Your SME bought a delivery van last year for AED 150,000. You paid for it. It sits in your accounts. But here is what most business owners do not realize. You cannot deduct that entire AED 150,000 from your profits this year for tax purposes. The UAE corporate tax system requires you to spread that cost across the van’s useful life through depreciation. Get this right and you optimize your tax position. Get it wrong and you either overpay tax or face FTA compliance issues.
Setting up a proper depreciation schedule for SME under UAE corporate tax is not glamorous work. But it determines how your fixed assets affect your taxable income every year those assets exist in your business. Every computer, every vehicle, every piece of office furniture, every machine you own needs to be tracked, categorized, and depreciated systematically. Without a proper schedule, you cannot accurately calculate your tax liability or respond to FTA queries about your asset positions.
This guide walks through exactly how to set up a depreciation schedule that satisfies both IFRS accounting requirements and UAE corporate tax rules. You will learn how to categorize assets, choose depreciation methods, determine useful life, handle the interaction between accounting and tax depreciation, and maintain the documentation your records need. By the end, you will have a clear framework for implementing this fundamental financial process in your business.
What’s New: The Federal Tax Authority has clarified that UAE corporate tax depreciation generally follows IFRS depreciation rules, with specific exceptions. This alignment simplifies compliance for businesses that maintain proper IFRS records.
Ministerial Decision No. 173 of 2025 introduced an irrevocable election for investment properties held at fair value, allowing 4% deemed tax depreciation on original cost. This applies from 1 January 2025 and provides tax relief for real estate investors following fair value accounting.
JaZaa’s accounting services help UAE SMEs establish proper depreciation schedules, maintain fixed asset registers, and reconcile accounting with tax depreciation.
Author Credentials: This guide is prepared by JaZaa’s accounting team with experience supporting UAE SMEs through fixed asset management, depreciation calculations, and corporate tax compliance. Our team works directly with businesses to build systems that meet both IFRS and FTA requirements.
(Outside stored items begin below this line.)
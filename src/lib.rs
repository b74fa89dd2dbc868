//! Homzy listings service: filtered search and CRUD over real-estate listings
//! backed by a document store.

pub mod config;
pub mod http;
pub mod models;
pub mod query;
pub mod seed;
pub mod service;
pub mod store;
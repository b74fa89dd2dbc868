use tracing::debug;

use super::params::{Criterion, SearchParams};
use super::predicate::{Field, Predicate, PredicateBuilder, Value};

/// Result cap applied when the caller does not send `limit`
pub const DEFAULT_LIMIT: usize = 50;

/// Fields searched by the free-text `location` criterion
const LOCATION_FIELDS: [Field; 3] = [Field::Location, Field::Address, Field::City];

#[derive(Debug, thiserror::Error, PartialEq, Eq)]
pub enum CriteriaError {
    #[error("invalid value {value:?} for {criterion}: expected {expected}")]
    Invalid {
        criterion: &'static str,
        value: String,
        expected: &'static str,
    },
}

#[derive(Debug, Clone, Copy, PartialEq, Eq)]
pub enum SortKey {
    CreatedAt,
}

impl SortKey {
    pub fn name(self) -> &'static str {
        match self {
            SortKey::CreatedAt => "created_at",
        }
    }
}

#[derive(Debug, Clone, Copy, PartialEq, Eq)]
pub enum SortDirection {
    Descending,
}

#[derive(Debug, Clone, Copy, PartialEq, Eq)]
pub struct SortOrder {
    pub key: SortKey,
    pub direction: SortDirection,
}

impl SortOrder {
    pub const NEWEST_FIRST: SortOrder = SortOrder {
        key: SortKey::CreatedAt,
        direction: SortDirection::Descending,
    };
}

/// A search ready to hand to a data store
#[derive(Debug, Clone, PartialEq)]
pub struct CompiledQuery {
    pub predicate: Predicate,
    pub limit: usize,
    pub sort: SortOrder,
}

/// Compile the supplied criteria into a single predicate, limit and sort.
pub fn compile(params: &SearchParams) -> Result<CompiledQuery, CriteriaError> {
    let mut builder = PredicateBuilder::new();
    let mut limit = DEFAULT_LIMIT;

    for criterion in Criterion::ALL {
        let Some(raw) = params.raw(criterion) else {
            continue;
        };

        match criterion {
            Criterion::Location => {
                if !raw.is_empty() {
                    builder.contains_any(&LOCATION_FIELDS, raw);
                }
            }
            Criterion::MinPrice => {
                builder.at_least(Field::Price, Value::Number(parse_price(criterion, raw)?));
            }
            Criterion::MaxPrice => {
                builder.at_most(Field::Price, Value::Number(parse_price(criterion, raw)?));
            }
            Criterion::Bedrooms => {
                builder.equals(Field::Bedrooms, Value::Integer(parse_count(criterion, raw)?));
            }
            Criterion::Bathrooms => {
                builder.equals(Field::Bathrooms, Value::Integer(parse_count(criterion, raw)?));
            }
            Criterion::PropertyType => exact_text(&mut builder, Field::PropertyType, raw),
            Criterion::Country => exact_text(&mut builder, Field::Country, raw),
            Criterion::EnergyRating => exact_text(&mut builder, Field::EnergyRating, raw),
            Criterion::Furnished => tri_state(&mut builder, Field::Furnished, raw),
            Criterion::PetsAllowed => tri_state(&mut builder, Field::PetsAllowed, raw),
            Criterion::Parking => tri_state(&mut builder, Field::Parking, raw),
            Criterion::BalconyGarden => tri_state(&mut builder, Field::BalconyGarden, raw),
            Criterion::Featured => tri_state(&mut builder, Field::Featured, raw),
            Criterion::Limit => {
                limit = raw
                    .trim()
                    .parse::<usize>()
                    .map_err(|_| invalid(criterion, raw, "a non-negative integer"))?;
            }
        }
    }

    let query = CompiledQuery {
        predicate: builder.build(),
        limit,
        sort: SortOrder::NEWEST_FIRST,
    };
    debug!(?query, "compiled listing search");
    Ok(query)
}

fn exact_text(builder: &mut PredicateBuilder, field: Field, raw: &str) {
    if !raw.is_empty() {
        builder.equals(field, Value::Text(raw.to_string()));
    }
}

// Anything other than the literal "true" constrains to false.
fn tri_state(builder: &mut PredicateBuilder, field: Field, raw: &str) {
    builder.equals(field, Value::Bool(raw == "true"));
}

fn parse_price(criterion: Criterion, raw: &str) -> Result<f64, CriteriaError> {
    raw.trim()
        .parse::<f64>()
        .ok()
        .filter(|price| price.is_finite())
        .ok_or_else(|| invalid(criterion, raw, "a number"))
}

fn parse_count(criterion: Criterion, raw: &str) -> Result<u32, CriteriaError> {
    raw.trim()
        .parse::<u32>()
        .map_err(|_| invalid(criterion, raw, "a non-negative integer"))
}

fn invalid(criterion: Criterion, raw: &str, expected: &'static str) -> CriteriaError {
    CriteriaError::Invalid {
        criterion: criterion.name(),
        value: raw.to_string(),
        expected,
    }
}
//! In-memory listing store.
//!
//! Backs the service when no MongoDB is configured, and isolates tests from
//! any external database. All data lives in a single vector behind a
//! reader-writer lock; the lock is never held across an `.await`.

use std::cmp::Reverse;
use std::sync::Arc;

use async_trait::async_trait;
use parking_lot::RwLock;
use tracing::debug;
use uuid::Uuid;

use super::{DataStore, StoreError, StoreResult};
use crate::models::{timestamp, Listing, ListingPatch};
use crate::query::{Predicate, SortDirection, SortKey, SortOrder};

/// Cloneable handle to an in-memory listing collection
#[derive(Clone, Default)]
pub struct InMemoryStore {
    data: Arc<RwLock<MemoryData>>,
}

struct MemoryData {
    listings: Vec<Listing>,
    is_healthy: bool,
}

impl Default for MemoryData {
    fn default() -> Self {
        Self {
            listings: Vec::new(),
            is_healthy: true,
        }
    }
}

impl InMemoryStore {
    pub fn new() -> Self {
        Self::default()
    }

    /// Create a store already holding `listings`, assigning ids and
    /// creation times as an insert would.
    pub fn with_listings(listings: Vec<Listing>) -> Self {
        let store = Self::new();
        {
            let mut data = store.data.write();
            data.listings = listings.into_iter().map(assign_store_fields).collect();
        }
        store
    }

    /// Set the health status for simulating an unreachable store.
    pub fn set_healthy(&self, healthy: bool) {
        self.data.write().is_healthy = healthy;
    }

    pub fn len(&self) -> usize {
        self.data.read().listings.len()
    }

    pub fn is_empty(&self) -> bool {
        self.len() == 0
    }
}

fn assign_store_fields(listing: Listing) -> Listing {
    Listing {
        id: Some(Uuid::new_v4().to_string()),
        created_at: Some(timestamp::now()),
        ..listing
    }
}

fn ensure_healthy(data: &MemoryData) -> StoreResult<()> {
    if data.is_healthy {
        Ok(())
    } else {
        Err(StoreError::Unavailable(
            "in-memory store marked unhealthy".to_string(),
        ))
    }
}

fn has_id(listing: &Listing, id: &str) -> bool {
    listing.id.as_deref() == Some(id)
}

#[async_trait]
impl DataStore for InMemoryStore {
    async fn find(
        &self,
        predicate: &Predicate,
        limit: usize,
        sort: SortOrder,
    ) -> StoreResult<Vec<Listing>> {
        let data = self.data.read();
        ensure_healthy(&data)?;

        // Newest insertions first, so equal timestamps keep newest-first order.
        let mut matches: Vec<Listing> = data
            .listings
            .iter()
            .rev()
            .filter(|listing| predicate.matches(listing))
            .cloned()
            .collect();

        match (sort.key, sort.direction) {
            (SortKey::CreatedAt, SortDirection::Descending) => {
                matches.sort_by_key(|listing| Reverse(listing.created_at))
            }
        }
        matches.truncate(limit);

        debug!(matched = matches.len(), limit, "in-memory find");
        Ok(matches)
    }

    async fn find_by_id(&self, id: &str) -> StoreResult<Option<Listing>> {
        let data = self.data.read();
        ensure_healthy(&data)?;
        Ok(data.listings.iter().find(|l| has_id(l, id)).cloned())
    }

    async fn insert(&self, listing: Listing) -> StoreResult<Listing> {
        let mut data = self.data.write();
        ensure_healthy(&data)?;
        let stored = assign_store_fields(listing);
        data.listings.push(stored.clone());
        Ok(stored)
    }

    async fn update_by_id(&self, id: &str, patch: &ListingPatch) -> StoreResult<Option<Listing>> {
        let mut data = self.data.write();
        ensure_healthy(&data)?;
        let Some(slot) = data.listings.iter_mut().find(|l| has_id(l, id)) else {
            return Ok(None);
        };
        let updated = patch.apply_to(slot)?;
        *slot = updated.clone();
        Ok(Some(updated))
    }

    async fn delete_by_id(&self, id: &str) -> StoreResult<bool> {
        let mut data = self.data.write();
        ensure_healthy(&data)?;
        let before = data.listings.len();
        data.listings.retain(|l| !has_id(l, id));
        Ok(data.listings.len() < before)
    }

    async fn count(&self) -> StoreResult<u64> {
        let data = self.data.read();
        ensure_healthy(&data)?;
        Ok(data.listings.len() as u64)
    }

    async fn insert_many(&self, listings: Vec<Listing>) -> StoreResult<u64> {
        let mut data = self.data.write();
        ensure_healthy(&data)?;
        let inserted = listings.len() as u64;
        data.listings
            .extend(listings.into_iter().map(assign_store_fields));
        Ok(inserted)
    }

    fn source_name(&self) -> &'static str {
        "in-memory"
    }
}
use anyhow::Context;

/// Which document store backs the service
#[derive(Debug, Clone, PartialEq, Eq)]
pub enum DatabaseConfig {
    InMemory { preload_demo_data: bool },
    Mongo { url: String, database: String },
}

/// The configuration parameters for the application.
///
/// Values are pulled from environment variables, optionally seeded from a
/// `.env` file in the working directory.
#[derive(Debug, Clone, PartialEq, Eq)]
pub struct Config {
    /// Host to bind the HTTP listener to.
    pub host: String,
    /// The port to listen for HTTP requests on.
    pub port: u16,
    pub database: DatabaseConfig,
    /// Origins allowed by CORS; `*` allows any.
    pub cors_origins: Vec<String>,
}

impl Config {
    pub fn from_env() -> anyhow::Result<Self> {
        // A missing .env file is fine.
        let _ = dotenvy::dotenv();
        Self::from_lookup(|key| std::env::var(key).ok())
    }

    /// Build the configuration from any key lookup.
    pub fn from_lookup<F>(lookup: F) -> anyhow::Result<Self>
    where
        F: Fn(&str) -> Option<String>,
    {
        let host = lookup("HOST").unwrap_or_else(|| "0.0.0.0".to_string());
        let port = match lookup("PORT") {
            Some(port) => port
                .parse::<u16>()
                .with_context(|| format!("PORT must be a valid port number, got {port:?}"))?,
            None => 8000,
        };

        let use_in_memory = lookup("USE_IN_MEMORY_DB")
            .map(|v| v.eq_ignore_ascii_case("true"))
            .unwrap_or(true);
        let mongo_url = lookup("MONGO_URL").filter(|url| !url.is_empty());

        let database = match mongo_url {
            Some(url) if !use_in_memory => DatabaseConfig::Mongo {
                url,
                database: lookup("DB_NAME").unwrap_or_else(|| "homzy".to_string()),
            },
            _ => DatabaseConfig::InMemory {
                preload_demo_data: lookup("PRELOAD_DEMO_DATA")
                    .map(|v| v.eq_ignore_ascii_case("true"))
                    .unwrap_or(false),
            },
        };

        let cors_origins = lookup("CORS_ORIGINS")
            .unwrap_or_else(|| "*".to_string())
            .split(',')
            .map(str::trim)
            .filter(|origin| !origin.is_empty())
            .map(String::from)
            .collect();

        Ok(Self {
            host,
            port,
            database,
            cors_origins,
        })
    }

    /// Address to bind; the host may be a name, an IPv4 or an IPv6 literal.
    pub fn listen_addr(&self) -> (&str, u16) {
        (self.host.as_str(), self.port)
    }
}

#[cfg(test)]
mod tests {
    use super::*;
    use std::collections::HashMap;

    fn load(vars: &[(&str, &str)]) -> anyhow::Result<Config> {
        let vars: HashMap<String, String> = vars
            .iter()
            .map(|(k, v)| (k.to_string(), v.to_string()))
            .collect();
        Config::from_lookup(|key| vars.get(key).cloned())
    }

    #[test]
    fn defaults_to_in_memory_store() {
        let config = load(&[]).unwrap();
        assert_eq!(config.host, "0.0.0.0");
        assert_eq!(config.port, 8000);
        assert_eq!(
            config.database,
            DatabaseConfig::InMemory {
                preload_demo_data: false
            }
        );
        assert_eq!(config.cors_origins, vec!["*".to_string()]);
    }

    #[test]
    fn mongo_requires_url_and_opt_out_of_memory() {
        let config = load(&[
            ("MONGO_URL", "mongodb://localhost:27017"),
            ("USE_IN_MEMORY_DB", "FALSE"),
        ])
        .unwrap();
        assert_eq!(
            config.database,
            DatabaseConfig::Mongo {
                url: "mongodb://localhost:27017".to_string(),
                database: "homzy".to_string(),
            }
        );

        let config = load(&[("MONGO_URL", "mongodb://localhost:27017")]).unwrap();
        assert!(matches!(config.database, DatabaseConfig::InMemory { .. }));
    }

    #[test]
    fn cors_origins_are_split_and_trimmed() {
        let config = load(&[(
            "CORS_ORIGINS",
            "http://localhost:3000, http://127.0.0.1:3000,",
        )])
        .unwrap();
        assert_eq!(
            config.cors_origins,
            vec!["http://localhost:3000", "http://127.0.0.1:3000"]
        );
    }

    #[test]
    fn ipv6_host_is_kept_verbatim() {
        let config = load(&[("HOST", "::"), ("PORT", "9000")]).unwrap();
        assert_eq!(config.listen_addr(), ("::", 9000));
    }

    #[tokio::test]
    async fn listen_addr_binds_host_names() {
        let config = load(&[("HOST", "localhost"), ("PORT", "0")]).unwrap();
        let listener = tokio::net::TcpListener::bind(config.listen_addr())
            .await
            .unwrap();
        assert!(listener.local_addr().unwrap().ip().is_loopback());
    }

    #[test]
    fn invalid_port_is_an_error() {
        assert!(load(&[("PORT", "eighty")]).is_err());
    }
}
Scope of This Guidance: This article provides general information about setting up a depreciation schedule for SME under UAE corporate tax as of March 2026. Specific application depends on asset types, business circumstances, and accounting policies.
For specific advice tailored to your SME’s depreciation situation, consultation with qualified accountants familiar with your circumstances is recommended. Contact JaZaa for personalized guidance.
Understanding Depreciation Under UAE Corporate Tax
Before setting up your schedule, understanding how depreciation works under the corporate tax regime shapes every decision that follows.
The Core Principle
Depreciation allocates the cost of a tangible asset across its useful life rather than expensing the entire cost in the year of purchase. This matching principle ensures your profit calculations reflect the gradual consumption of asset value rather than creating artificial profit spikes or dips based on asset purchase timing.
Under UAE corporate tax rules, depreciation expense reduces your taxable income. An AED 150,000 van depreciated over 5 years generates AED 30,000 in annual depreciation expense, reducing your taxable profit by that amount each year.
The IFRS Alignment
UAE corporate tax depreciation generally follows IFRS rules. This means the depreciation you calculate for your financial statements under IFRS is typically the same depreciation you deduct for tax purposes. This alignment reduces compliance complexity for businesses that already maintain proper IFRS records.
However, exceptions exist. Capitalized interest requires separate assessment under interest deduction rules. Investment properties held at fair value have specific treatment under Ministerial Decision 173 of 2025. Most standard tangible assets follow the IFRS approach.
Why This Matters for SMEs
For SMEs navigating corporate tax for the first time, depreciation represents a significant deduction that lowers tax liability. A manufacturing SME with AED 2 million in equipment might generate AED 200,000 in annual depreciation, reducing taxable income by that amount and saving AED 18,000 in corporate tax at the 9% rate.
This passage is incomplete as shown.